For instance, a player could lay out a card to collect intelligence via satellite photos, but an opponent could block them by playing a "ground station failure" card. It's meant to mimic situations analysts might run into in their actual work.
• Designer Gil Hova of Formal Ferret Games writes about "gamer fatigue" and how it might impact the long-term health of the game industry. An excerpt:
This "honeymoon" period lasts for about 1-3 years. But at some point, a gamer realizes that they can't sustain that pace. They run out of space to store their collection. They realize, via a life event or other need for frugality, that they can't spend so much money on games. They realize that half their collection is still unplayed. Many times, they even start to find new games bland. They pine for a time when games were "better," which tends to align with the exact moment they entered the hobby...
[In] terms of pure buying power, it's the people new to the hobby who are driving the industry's growth. As long as we have more people entering this "honeymoon" period than leaving it, we will see industry revenue grow.
If, for some reason, the flow of new gamers slows, we'll see it in the bottom line. We'll see convention attendance level out and revenue flatten out. It could be for a number of reasons, like the global economy suddenly tanking. Or the hobby hitting a point where board games get so mainstream that the only people discovering it are teenagers who are getting their first disposable income. Or the number of new games per year growing so huge that discovery becomes impossible for all but the biggest game companies and brands.

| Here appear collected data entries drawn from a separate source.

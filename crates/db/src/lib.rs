pub mod connection;
pub mod migrations;
pub mod repositories;

pub use connection::{connect, connect_with_settings, ensure_data_dir, DbPool};
pub use repositories::{
    CalendarRepository, EventRepository, KanbanRepository, RepositoryError, SqlCalendarRepository,
    SqlEventRepository, SqlKanbanRepository, SqlUserRepository, UserRepository,
};
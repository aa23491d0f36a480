pub mod commands;

use clap::{Parser, Subcommand};
use std::process::ExitCode;

#[derive(Debug, Parser)]
#[command(
    name = "teamdesk",
    about = "Teamdesk operator CLI",
    long_about = "Apply migrations, inspect configuration, check readiness, and print the slash command schemas.",
    after_help = "Examples:\n  teamdesk doctor --json\n  teamdesk config\n  teamdesk commands"
)]
pub struct Cli {
    #[command(subcommand)]
    command: Command,
}

#[derive(Debug, Subcommand)]
enum Command {
    #[command(about = "Apply pending database migrations and return structured status output")]
    Migrate,
    #[command(
        about = "Inspect effective configuration values with source attribution and redaction"
    )]
    Config,
    #[command(about = "Validate config, Discord settings, natural-language settings, and the database")]
    Doctor {
        #[arg(long, help = "Emit machine-readable JSON output")]
        json: bool,
    },
    #[command(about = "Print the slash command schemas as the platform receives them")]
    Commands,
}

pub fn run() -> ExitCode {
    let cli = Cli::parse();

    let result = match cli.command {
        Command::Migrate => commands::migrate::run(),
        Command::Config => commands::CommandResult::plain(0, commands::config::run()),
        Command::Doctor { json } => commands::doctor::run(json),
        Command::Commands => commands::schemas::run(),
    };

    println!("{}", result.output);
    ExitCode::from(result.exit_code)
}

And I don't think that "discovery becomes impossible for all but the biggest game companies and brands" rings true either given the number of folks who search the spaces away from the spotlight for the many, many creations that would never make it to market from the biggest game companies. Heck, almost the entirety of the hobby game industry qualifies as being not by produced by "the biggest game companies and brands"!
• Matt at Creaking Shelves attempts to answer the question "Can games be bad?" by first detailing various qualities that make a game good, then finding quantifiable measures that go against these qualities. An excerpt:
If a game offered you zero decisions then it would be a bad game. Hell, it would be a film or a book, not a game. But how many decisions are enough? How many decisions are too much? That will depend on the player, and on what sort of game you are playing. In an hour long game, you would want more than one quality decision. That suggests the idea of a “quality decision density”: the number of quality decisions per unit time.
So a bad game would be one where the quality decision density is “too low”. That’s still a little vague, so I would say a game needs at least 1 quality decision per player turn, on average. That ensures you always have something to think about. I’ll allow some flexibility here but it’s a solid starting point. In addition to this, those decisions should vary over the course of the game (if the game is long enough for this to matter).